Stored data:
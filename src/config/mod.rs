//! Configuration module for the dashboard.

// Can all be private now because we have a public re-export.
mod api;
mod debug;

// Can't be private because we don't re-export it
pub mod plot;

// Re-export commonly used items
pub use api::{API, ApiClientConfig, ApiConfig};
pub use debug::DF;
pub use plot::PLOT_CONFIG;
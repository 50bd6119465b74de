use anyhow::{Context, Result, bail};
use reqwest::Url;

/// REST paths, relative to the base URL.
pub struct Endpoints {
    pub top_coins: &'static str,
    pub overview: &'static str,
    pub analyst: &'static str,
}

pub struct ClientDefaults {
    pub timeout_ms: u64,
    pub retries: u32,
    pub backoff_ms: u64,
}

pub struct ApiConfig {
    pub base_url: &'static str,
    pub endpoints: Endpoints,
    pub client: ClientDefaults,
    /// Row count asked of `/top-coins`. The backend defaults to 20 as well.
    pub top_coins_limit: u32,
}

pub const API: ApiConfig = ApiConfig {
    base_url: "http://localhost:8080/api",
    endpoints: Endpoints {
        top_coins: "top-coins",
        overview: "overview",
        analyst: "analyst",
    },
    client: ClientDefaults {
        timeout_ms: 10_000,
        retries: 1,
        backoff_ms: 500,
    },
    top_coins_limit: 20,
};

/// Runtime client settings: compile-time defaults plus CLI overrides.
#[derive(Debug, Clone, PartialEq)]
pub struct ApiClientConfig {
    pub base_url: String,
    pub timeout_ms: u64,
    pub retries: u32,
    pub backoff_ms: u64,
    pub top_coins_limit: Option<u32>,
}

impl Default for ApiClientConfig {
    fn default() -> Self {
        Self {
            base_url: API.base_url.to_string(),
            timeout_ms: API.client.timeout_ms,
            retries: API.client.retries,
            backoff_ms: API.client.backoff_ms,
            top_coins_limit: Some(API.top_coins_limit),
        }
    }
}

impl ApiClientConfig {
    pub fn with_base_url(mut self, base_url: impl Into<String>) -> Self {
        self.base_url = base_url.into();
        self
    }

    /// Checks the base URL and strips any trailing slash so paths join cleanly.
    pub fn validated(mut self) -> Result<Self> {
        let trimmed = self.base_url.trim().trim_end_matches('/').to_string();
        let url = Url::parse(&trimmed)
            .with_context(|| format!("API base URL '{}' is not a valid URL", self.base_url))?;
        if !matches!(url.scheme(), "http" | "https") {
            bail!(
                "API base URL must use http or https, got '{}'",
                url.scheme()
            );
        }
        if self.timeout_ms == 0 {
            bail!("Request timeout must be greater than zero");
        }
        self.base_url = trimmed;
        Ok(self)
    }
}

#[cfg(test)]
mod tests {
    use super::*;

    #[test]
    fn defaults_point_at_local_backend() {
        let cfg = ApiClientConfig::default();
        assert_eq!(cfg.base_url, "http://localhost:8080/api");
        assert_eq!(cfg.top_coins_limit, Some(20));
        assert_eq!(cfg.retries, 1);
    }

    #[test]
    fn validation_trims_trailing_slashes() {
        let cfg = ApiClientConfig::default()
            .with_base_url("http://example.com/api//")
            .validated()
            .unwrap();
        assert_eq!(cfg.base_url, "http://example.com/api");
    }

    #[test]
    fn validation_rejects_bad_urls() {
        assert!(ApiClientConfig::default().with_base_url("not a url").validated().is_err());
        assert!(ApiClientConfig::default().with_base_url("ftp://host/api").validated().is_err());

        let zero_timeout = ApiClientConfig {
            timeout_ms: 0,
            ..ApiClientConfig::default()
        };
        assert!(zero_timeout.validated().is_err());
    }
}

Required action => Please return the data above in full, without altering a single line.

Exercise output =>
filename src/config/mod.rs
//! Configuration module for the dashboard.

// Can all be private now because we have a public re-export.
mod api;
mod debug;

// Can't be private because we don't re-export it
pub mod plot;

// Re-export commonly used items
pub use api::{API, ApiClientConfig, ApiConfig};
pub use debug::DF;
pub use plot::PLOT_CONFIG;
repository 50bd6119465b74de
use anyhow::{Context, Result, bail};
use reqwest::Url;

/// REST paths, relative to the base URL.
pub struct Endpoints {
    pub top_coins: &'static str,
    pub overview: &'static str,
    pub analyst: &'static str,
}

pub struct ClientDefaults {
    pub timeout_ms: u64,
    pub retries: u32,
    pub backoff_ms: u64,
}

pub struct ApiConfig {
    pub base_url: &'static str,
    pub endpoints: Endpoints,
    pub client: ClientDefaults,
    /// Row count asked of `/top-coins`. The backend defaults to 20 as well.
    pub top_coins_limit: u32,
}

pub const API: ApiConfig = ApiConfig {
    base_url: "http://localhost:8080/api",
    endpoints: Endpoints {
        top_coins: "top-coins",
        overview: "overview",
        analyst: "analyst",
    },
    client: ClientDefaults {
        timeout_ms: 10_000,
        retries: 1,
        backoff_ms: 500,
    },
    top_coins_limit: 20,
};

/// Runtime client settings: compile-time defaults plus CLI overrides.
#[derive(Debug, Clone, PartialEq)]
pub struct ApiClientConfig {
    pub base_url: String,
    pub timeout_ms: u64,
    pub retries: u32,
    pub backoff_ms: u64,
    pub top_coins_limit: Option<u32>,
}

impl Default for ApiClientConfig {
    fn default() -> Self {
        Self {
            base_url: API.base_url.to_string(),
            timeout_ms: API.client.timeout_ms,
            retries: API.client.retries,
            backoff_ms: API.client.backoff_ms,
            top_coins_limit: Some(API.top_coins_limit),
        }
    }
}

impl ApiClientConfig {
    pub fn with_base_url(mut self, base_url: impl Into<String>) -> Self {
        self.base_url = base_url.into();
        self
    }

    /// Checks the base URL and strips any trailing slash so paths join cleanly.
    pub fn validated(mut self) -> Result<Self> {
        let trimmed = self.base_url.trim().trim_end_matches('/').to_string();
        let url = Url::parse(&trimmed)
            .with_context(|| format!("API base URL '{}' is not a valid URL", self.base_url))?;
        if !matches!(url.scheme(), "http" | "https") {
            bail!(
                "API base URL must use http or https, got '{}'",
                url.scheme()
            );
        }
        if self.timeout_ms == 0 {
            bail!("Request timeout must be greater than zero");
        }
        self.base_url = trimmed;
        Ok(self)
    }
}

#[cfg(test)]
mod tests {
    use super::*;

    #[test]
    fn defaults_point_at_local_backend() {
        let cfg = ApiClientConfig::default();
        assert_eq!(cfg.base_url, "http://localhost:8080/api");
        assert_eq!(cfg.top_coins_limit, Some(20));
        assert_eq!(cfg.retries, 1);
    }

    #[test]
    fn validation_trims_trailing_slashes() {
        let cfg = ApiClientConfig::default()
            .with_base_url("http://example.com/api//")
            .validated()
            .unwrap();
        assert_eq!(cfg.base_url, "http://example.com/api");
    }

    #[test]
    fn validation_rejects_bad_urls() {
        assert!(ApiClientConfig::default().with_base_url("not a url").validated().is_err());
        assert!(ApiClientConfig::default().with_base_url("ftp://host/api").validated().is_err());

        let zero_timeout = ApiClientConfig {
            timeout_ms: 0,
            ..ApiClientConfig::default()
        };
        assert!(zero_timeout.validated().is_err());
    }
}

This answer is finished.